_WHAT YOU SHOULD DO_
Using the records below, give the number of lines where the string "that" shows up. Add nothing to it.

_GIVEN INFORMATION_
· · · · · · ·

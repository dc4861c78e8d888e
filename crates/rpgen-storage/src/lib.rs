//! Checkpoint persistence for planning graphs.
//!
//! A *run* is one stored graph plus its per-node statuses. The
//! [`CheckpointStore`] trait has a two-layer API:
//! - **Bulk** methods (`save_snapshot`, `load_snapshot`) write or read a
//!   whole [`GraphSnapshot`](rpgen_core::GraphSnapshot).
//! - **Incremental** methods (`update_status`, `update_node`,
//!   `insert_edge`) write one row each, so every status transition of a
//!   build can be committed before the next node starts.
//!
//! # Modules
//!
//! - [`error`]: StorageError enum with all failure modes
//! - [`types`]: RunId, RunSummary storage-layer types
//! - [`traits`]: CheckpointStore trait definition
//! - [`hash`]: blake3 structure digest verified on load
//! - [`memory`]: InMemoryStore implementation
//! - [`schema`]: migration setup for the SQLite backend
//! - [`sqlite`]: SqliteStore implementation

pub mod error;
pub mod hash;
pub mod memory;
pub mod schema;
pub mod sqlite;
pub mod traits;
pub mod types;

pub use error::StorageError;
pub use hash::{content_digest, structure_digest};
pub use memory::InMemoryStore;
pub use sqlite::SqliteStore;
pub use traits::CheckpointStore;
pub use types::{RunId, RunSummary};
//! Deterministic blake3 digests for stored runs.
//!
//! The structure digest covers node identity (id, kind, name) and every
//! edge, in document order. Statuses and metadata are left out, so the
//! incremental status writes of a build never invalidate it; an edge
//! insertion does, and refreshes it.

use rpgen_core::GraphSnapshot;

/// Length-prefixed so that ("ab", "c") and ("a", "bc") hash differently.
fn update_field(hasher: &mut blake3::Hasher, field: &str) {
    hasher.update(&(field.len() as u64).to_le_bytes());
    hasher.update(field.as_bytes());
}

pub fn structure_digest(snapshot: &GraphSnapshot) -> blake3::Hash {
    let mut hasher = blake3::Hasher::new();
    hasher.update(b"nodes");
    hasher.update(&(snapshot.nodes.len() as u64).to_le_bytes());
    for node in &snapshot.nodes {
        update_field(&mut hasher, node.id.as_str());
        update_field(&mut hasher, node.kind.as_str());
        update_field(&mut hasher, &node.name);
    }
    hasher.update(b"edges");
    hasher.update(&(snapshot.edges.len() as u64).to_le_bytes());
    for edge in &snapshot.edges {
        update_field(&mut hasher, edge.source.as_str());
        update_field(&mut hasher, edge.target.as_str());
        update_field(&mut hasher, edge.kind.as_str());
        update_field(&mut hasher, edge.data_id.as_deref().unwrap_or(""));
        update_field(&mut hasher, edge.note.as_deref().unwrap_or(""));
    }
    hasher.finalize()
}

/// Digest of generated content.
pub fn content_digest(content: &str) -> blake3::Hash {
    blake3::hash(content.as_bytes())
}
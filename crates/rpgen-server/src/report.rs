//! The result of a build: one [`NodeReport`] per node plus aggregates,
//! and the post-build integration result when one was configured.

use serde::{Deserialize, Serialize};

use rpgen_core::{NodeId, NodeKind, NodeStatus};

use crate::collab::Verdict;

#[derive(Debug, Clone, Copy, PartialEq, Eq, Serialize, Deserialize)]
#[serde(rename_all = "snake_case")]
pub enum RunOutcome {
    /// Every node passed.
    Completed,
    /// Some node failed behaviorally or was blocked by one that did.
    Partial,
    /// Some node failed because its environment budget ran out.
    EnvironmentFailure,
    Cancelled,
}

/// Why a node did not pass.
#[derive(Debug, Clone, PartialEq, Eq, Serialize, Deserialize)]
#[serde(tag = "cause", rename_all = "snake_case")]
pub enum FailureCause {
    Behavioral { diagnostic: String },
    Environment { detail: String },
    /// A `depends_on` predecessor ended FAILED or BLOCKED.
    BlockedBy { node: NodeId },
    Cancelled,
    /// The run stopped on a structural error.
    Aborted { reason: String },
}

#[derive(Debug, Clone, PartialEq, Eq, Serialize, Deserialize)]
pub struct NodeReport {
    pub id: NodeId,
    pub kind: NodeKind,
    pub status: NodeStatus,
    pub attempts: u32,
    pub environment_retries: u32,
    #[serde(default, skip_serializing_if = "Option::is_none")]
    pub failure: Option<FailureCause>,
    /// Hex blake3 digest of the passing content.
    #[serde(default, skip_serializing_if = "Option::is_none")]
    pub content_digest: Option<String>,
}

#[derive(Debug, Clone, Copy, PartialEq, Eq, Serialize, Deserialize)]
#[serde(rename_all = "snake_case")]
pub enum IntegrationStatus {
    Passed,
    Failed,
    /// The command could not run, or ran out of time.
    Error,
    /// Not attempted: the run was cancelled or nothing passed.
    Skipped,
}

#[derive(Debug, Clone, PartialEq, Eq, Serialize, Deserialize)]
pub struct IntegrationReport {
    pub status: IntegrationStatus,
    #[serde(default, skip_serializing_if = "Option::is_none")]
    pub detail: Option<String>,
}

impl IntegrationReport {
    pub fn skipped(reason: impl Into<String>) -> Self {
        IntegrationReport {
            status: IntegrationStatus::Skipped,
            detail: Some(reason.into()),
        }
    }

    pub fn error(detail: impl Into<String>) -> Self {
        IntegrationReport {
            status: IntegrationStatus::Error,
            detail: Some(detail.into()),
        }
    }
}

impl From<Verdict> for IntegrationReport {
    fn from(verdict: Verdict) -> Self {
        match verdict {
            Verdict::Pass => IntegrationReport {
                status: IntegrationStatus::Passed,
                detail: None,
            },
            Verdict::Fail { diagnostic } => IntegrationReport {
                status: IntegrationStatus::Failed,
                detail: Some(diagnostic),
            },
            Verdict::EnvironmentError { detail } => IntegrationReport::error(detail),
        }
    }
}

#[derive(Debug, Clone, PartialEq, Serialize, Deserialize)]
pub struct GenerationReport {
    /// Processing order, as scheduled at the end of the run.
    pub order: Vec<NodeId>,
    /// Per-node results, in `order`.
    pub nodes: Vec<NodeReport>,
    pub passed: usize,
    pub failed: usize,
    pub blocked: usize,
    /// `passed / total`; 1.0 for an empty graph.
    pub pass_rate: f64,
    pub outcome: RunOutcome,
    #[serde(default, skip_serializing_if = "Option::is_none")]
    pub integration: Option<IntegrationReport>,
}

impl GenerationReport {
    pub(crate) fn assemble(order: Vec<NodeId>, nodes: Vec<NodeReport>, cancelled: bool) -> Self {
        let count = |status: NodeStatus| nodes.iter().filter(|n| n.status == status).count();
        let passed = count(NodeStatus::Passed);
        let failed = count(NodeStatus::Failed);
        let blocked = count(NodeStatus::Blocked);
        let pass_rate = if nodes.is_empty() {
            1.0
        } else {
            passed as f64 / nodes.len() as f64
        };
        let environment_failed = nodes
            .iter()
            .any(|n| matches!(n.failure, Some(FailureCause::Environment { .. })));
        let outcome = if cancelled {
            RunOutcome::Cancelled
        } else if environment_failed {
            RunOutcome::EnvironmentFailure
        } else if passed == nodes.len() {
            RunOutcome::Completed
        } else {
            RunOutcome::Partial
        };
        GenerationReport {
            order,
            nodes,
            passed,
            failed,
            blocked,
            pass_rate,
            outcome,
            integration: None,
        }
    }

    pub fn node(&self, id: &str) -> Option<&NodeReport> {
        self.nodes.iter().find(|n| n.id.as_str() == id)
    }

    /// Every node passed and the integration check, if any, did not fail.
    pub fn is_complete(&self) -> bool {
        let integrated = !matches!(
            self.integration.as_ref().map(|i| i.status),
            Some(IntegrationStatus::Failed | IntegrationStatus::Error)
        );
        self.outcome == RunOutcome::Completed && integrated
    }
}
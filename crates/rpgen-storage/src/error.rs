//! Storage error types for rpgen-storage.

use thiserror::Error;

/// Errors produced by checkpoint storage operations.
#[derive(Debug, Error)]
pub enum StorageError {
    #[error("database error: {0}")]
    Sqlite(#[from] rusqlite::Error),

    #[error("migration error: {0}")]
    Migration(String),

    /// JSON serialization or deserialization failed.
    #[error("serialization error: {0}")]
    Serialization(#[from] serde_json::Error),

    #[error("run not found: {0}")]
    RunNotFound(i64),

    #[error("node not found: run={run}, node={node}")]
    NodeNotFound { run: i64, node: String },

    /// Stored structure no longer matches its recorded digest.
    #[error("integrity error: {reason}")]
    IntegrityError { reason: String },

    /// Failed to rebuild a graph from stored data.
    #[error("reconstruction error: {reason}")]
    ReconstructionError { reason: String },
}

· · · · · · ·

_ANSWER BELOW_
2